==== Extracted data ====

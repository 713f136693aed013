//! Per-request context handed to every handler.
//!
//! A `Connection` carries references to the server's shared [`RouteTable`]
//! and [`ExtensionMap`], the parsed request, and the response being built.
//! It lives for exactly one request; the session that created it turns it
//! into a [`Response`] and drops it, on every exit path.

use std::collections::HashMap;
use std::fmt;
use std::net::{IpAddr, SocketAddr};
use std::path::Path;
use std::str::FromStr;
use std::sync::{Arc, OnceLock};

use bytes::BytesMut;
use serde_json::Value;

use crate::error::{Error, Result};
use crate::extension::{ConnectionExtension, ExtensionMap};
use crate::http::args::{parse_body, parse_query};
use crate::http::mime::content_type_for;
use crate::http::request::{Method, Request};
use crate::http::response::{Response, ResponseBuilder, StatusCode};
use crate::routing::{Handler, RouteTable, normalize_path};
use crate::servable::Writable;

const DEFAULT_CONTENT_TYPE: &str = "text/html; charset=utf-8";

pub struct Connection {
    routes: RouteTable,
    extensions: ExtensionMap,
    request: Request,
    path: String,
    peer: SocketAddr,
    status: StatusCode,
    headers: HashMap<String, String>,
    body: BytesMut,
    query: OnceLock<HashMap<String, String>>,
    form: OnceLock<HashMap<String, Value>>,
}

impl Connection {
    pub fn new(
        routes: RouteTable,
        extensions: ExtensionMap,
        request: Request,
        peer: SocketAddr,
    ) -> Self {
        let path = normalize_path(request.route_path());
        Self {
            routes,
            extensions,
            request,
            path,
            peer,
            status: StatusCode::Ok,
            headers: HashMap::new(),
            body: BytesMut::new(),
            query: OnceLock::new(),
            form: OnceLock::new(),
        }
    }

    pub fn request(&self) -> &Request {
        &self.request
    }

    pub fn method(&self) -> Method {
        self.request.method
    }

    /// Normalized request path, the key routes are looked up by.
    pub fn path(&self) -> &str {
        &self.path
    }

    pub fn peer_addr(&self) -> SocketAddr {
        self.peer
    }

    pub fn ip(&self) -> IpAddr {
        self.peer.ip()
    }

    /// The shared route table, the same one the router resolves against.
    pub fn routes(&self) -> &RouteTable {
        &self.routes
    }

    /// Binds `path` in the shared table. Visible to every later lookup from
    /// any request, including the rest of this one.
    pub fn reroute(&self, path: &str, handler: Handler) -> Option<Handler> {
        self.routes.add_route(path, handler)
    }

    pub fn unroute(&self, path: &str) -> Option<Handler> {
        self.routes.remove_route(path)
    }

    /// Looks up a connection extension by key.
    pub fn capability(&self, key: &str) -> Result<Arc<dyn ConnectionExtension>> {
        self.extensions.get(key)
    }

    /// Typed form of [`Connection::capability`].
    pub fn extension<T: ConnectionExtension>(&self, key: &str) -> Result<Arc<T>> {
        self.extensions.get_as::<T>(key)
    }

    /// Query-string arguments, decoded on first use and cached.
    pub fn query_args(&self) -> &HashMap<String, String> {
        self.query.get_or_init(|| {
            self.request
                .query()
                .map(parse_query)
                .unwrap_or_default()
        })
    }

    /// One query argument parsed as `T`. Absent and unparsable are both
    /// [`Error::ArgumentConversion`].
    pub fn typed_arg<T>(&self, key: &str) -> Result<T>
    where
        T: FromStr,
        T::Err: fmt::Display,
    {
        let raw = self
            .query_args()
            .get(key)
            .ok_or_else(|| conversion_error::<T>(key, "missing"))?;

        raw.parse::<T>()
            .map_err(|e| conversion_error::<T>(key, &e.to_string()))
    }

    /// Body arguments, decoded on first successful use and cached.
    pub fn body_args(&self) -> Result<&HashMap<String, Value>> {
        if let Some(args) = self.form.get() {
            return Ok(args);
        }
        let parsed = parse_body(&self.request)?;
        Ok(self.form.get_or_init(|| parsed))
    }

    pub fn body_arg(&self, key: &str) -> Result<&Value> {
        self.body_args()?
            .get(key)
            .ok_or_else(|| conversion_error::<Value>(key, "missing"))
    }

    /// Renders `payload` and appends it to the response body.
    ///
    /// ```ignore
    /// c.write("<p>plain</p>");
    /// c.write(&h1("title").text("Whoa!"));
    /// c.write(&vec![header, body, footer]);
    /// ```
    pub fn write<P: Writable + ?Sized>(&mut self, payload: &P) {
        let mut out = String::new();
        payload.write_into(&mut out);
        self.body.extend_from_slice(out.as_bytes());
    }

    pub fn write_bytes(&mut self, bytes: &[u8]) {
        self.body.extend_from_slice(bytes);
    }

    pub fn status(&mut self, status: StatusCode) -> &mut Self {
        self.status = status;
        self
    }

    pub fn response_status(&self) -> StatusCode {
        self.status
    }

    pub fn set_header(&mut self, key: impl Into<String>, value: impl Into<String>) -> &mut Self {
        self.headers.insert(key.into(), value.into());
        self
    }

    pub fn content_type(&mut self, value: impl Into<String>) -> &mut Self {
        self.set_header("Content-Type", value)
    }

    /// Sends the client to `url` with a 302.
    pub fn redirect(&mut self, url: &str) {
        self.status(StatusCode::Found).set_header("Location", url);
    }

    /// Responds with the file at `path`, typed by its extension.
    pub async fn send_file(&mut self, path: &Path) -> Result<()> {
        let bytes = tokio::fs::read(path).await?;
        self.content_type(content_type_for(path));
        self.write_bytes(&bytes);
        Ok(())
    }

    /// Responds with the file at `path` as an attachment.
    pub async fn download(&mut self, path: &Path) -> Result<()> {
        self.send_file(path).await?;
        let filename = path
            .file_name()
            .map(|n| n.to_string_lossy().replace('"', ""))
            .unwrap_or_else(|| "download".to_string());
        self.set_header(
            "Content-Disposition",
            format!("attachment; filename=\"{filename}\""),
        );
        Ok(())
    }

    /// Bytes written so far.
    pub fn body(&self) -> &[u8] {
        &self.body
    }

    /// Throws away whatever the handler produced and answers with `message`.
    pub(crate) fn reject(&mut self, status: StatusCode, message: &str) {
        self.body.clear();
        self.headers.clear();
        self.status = status;
        self.content_type("text/plain; charset=utf-8");
        self.write(message);
    }

    pub fn into_response(self) -> Response {
        let mut headers = self.headers;
        headers
            .entry("Content-Type".to_string())
            .or_insert_with(|| DEFAULT_CONTENT_TYPE.to_string());

        ResponseBuilder::new(self.status)
            .headers(headers)
            .body(self.body.to_vec())
            .build()
    }
}

impl fmt::Debug for Connection {
    fn fmt(&self, f: &mut fmt::Formatter<'_>) -> fmt::Result {
        f.debug_struct("Connection")
            .field("method", &self.request.method)
            .field("path", &self.path)
            .field("peer", &self.peer)
            .field("status", &self.status)
            .finish_non_exhaustive()
    }
}

fn conversion_error<T>(key: &str, reason: &str) -> Error {
    Error::ArgumentConversion {
        key: key.to_string(),
        target: std::any::type_name::<T>(),
        reason: reason.to_string(),
    }
}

====

The task: The number of lines in the data that contain the word "RouteTable" is all that should be stated.

Problem solution: 5